Bids for the 2032 Summer Olympics and Paralympics

Overview
- Games of the XXXV Olympiad XIX Paralympic Games
- Winner: Brisbane

Details
- Committee: IOC
- Election venue: 138th IOC Session Tokyo

Map of the bidding cities
- Location of the bidding cities

Important dates
- Decision: 21 July 2021

Decision
- Winner: Brisbane

= Bids for the 2032 Summer Olympics =

Selection of the host for the 2032 Summer Olympics

The selection of the host for the 2032 Summer Olympics saw a new process being introduced from 2019. The bidding process saw Brisbane, Australia, the first ever sole bidder for an Olympics bid, chosen as the preferred and expected host that was officially certified by the IOC on the eve of the 2020 Summer Olympics on 21 July 2021 in Tokyo, Japan.

== Bidding process ==
The new IOC bidding process was approved at the 134th IOC Session on 24 June 2019 in Lausanne, Switzerland. The key proposals, driven by the relevant recommendations from Olympic Agenda 2020, are:
- Establish a permanent, ongoing dialogue to explore and create interest among cities/regions/countries and National Olympic Committees for any Olympic event
- Create two Future Host Commissions (Summer and Winter Games) to oversee interest in future Olympic events and report to the IOC executive board
- Give the IOC Session more influence by having non-executive board members form part of the Future Host Commissions.

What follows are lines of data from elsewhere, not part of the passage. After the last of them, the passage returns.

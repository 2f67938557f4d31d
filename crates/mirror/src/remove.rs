//! Explicit, operator-issued removal.
//!
//! A version missing from a listing is never removed. Removal retires the
//! version row, logs it and deletes the mirrored bytes; later reconciliation
//! passes leave retired versions alone until they are reloaded.

use crate::error::{ErrorKind, Result};
use crate::filter::VersionFilter;
use crate::mirror::Mirror;
use crate::report::{Failure, RemovalReport, Removed};
use cdnget_model::{LibraryAction, UpstreamService, VersionLog};
use cdnget_storage::error::ErrorKind as StorageErrorKind;
use exn::ResultExt;
use std::path::Path;
use std::sync::Arc;
use tracing::instrument;

const REMOVED_MESSAGE: &str = "removed on request";

impl Mirror {
    /// Remove the versions of `library` that match `filter` from `services`,
    /// or from every registered service when `services` is empty.
    ///
    /// Returns [`UnknownLibrary`](ErrorKind::UnknownLibrary) if none of them
    /// mirrors the library.
    #[instrument(skip(self, services, filter))]
    pub async fn remove(
        &self,
        library: &str,
        services: &[UpstreamService],
        filter: &VersionFilter,
    ) -> Result<RemovalReport> {
        let name = library.trim();
        let services = match services {
            [] => self.repo.list_services().await.or_raise(|| ErrorKind::Cache)?,
            services => services.to_vec(),
        };
        let mut report = RemovalReport {
            library: name.to_string(),
            ..RemovalReport::default()
        };
        let mut found = false;
        for service in &services {
            let Some(library) = self.repo.get_library(service.id, name).await.or_raise(|| ErrorKind::Cache)? else {
                continue;
            };
            found = true;
            let versions = self.repo.list_known_versions(library.key()).await.or_raise(|| ErrorKind::Cache)?;
            for version in versions.into_iter().filter(|version| filter.matches(&version.value)) {
                let version = Arc::new(version);
                let log = VersionLog::for_version(Arc::clone(&version), LibraryAction::Removed, REMOVED_MESSAGE);
                if version.is_retired() || !self.repo.retire_version(&version, &log).await.or_raise(|| ErrorKind::Cache)? {
                    report.already_retired += 1;
                    continue;
                }
                tracing::info!(service = %service.name, version = %version.raw, "removed version");
                report.removed.push(Removed {
                    service: service.name.clone(),
                    version: version.raw.clone(),
                });
                let Some(path) = &version.content_path else {
                    continue;
                };
                match self.content.delete(Path::new(path)).await {
                    Ok(()) => {},
                    Err(err) if matches!(&*err, StorageErrorKind::NotFound(_)) => {},
                    Err(err) => {
                        let message = (*err).to_string();
                        tracing::warn!(%path, error = %message, "could not delete removed content");
                        report.content_errors.push(Failure::new(version.raw.clone(), message));
                    },
                }
            }
        }
        if !found {
            exn::bail!(ErrorKind::UnknownLibrary(name.to_string()));
        }
        Ok(report)
    }
}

The IOC also modified the Olympic Charter to increase its flexibility by removing the date of election from seven years before the games and changing the host as a city from a single city/region/country to multiple cities, regions, or countries.

The change in the bidding process was criticised by members of the German bid as "incomprehensible" and hard to surpass "in terms of non-transparency".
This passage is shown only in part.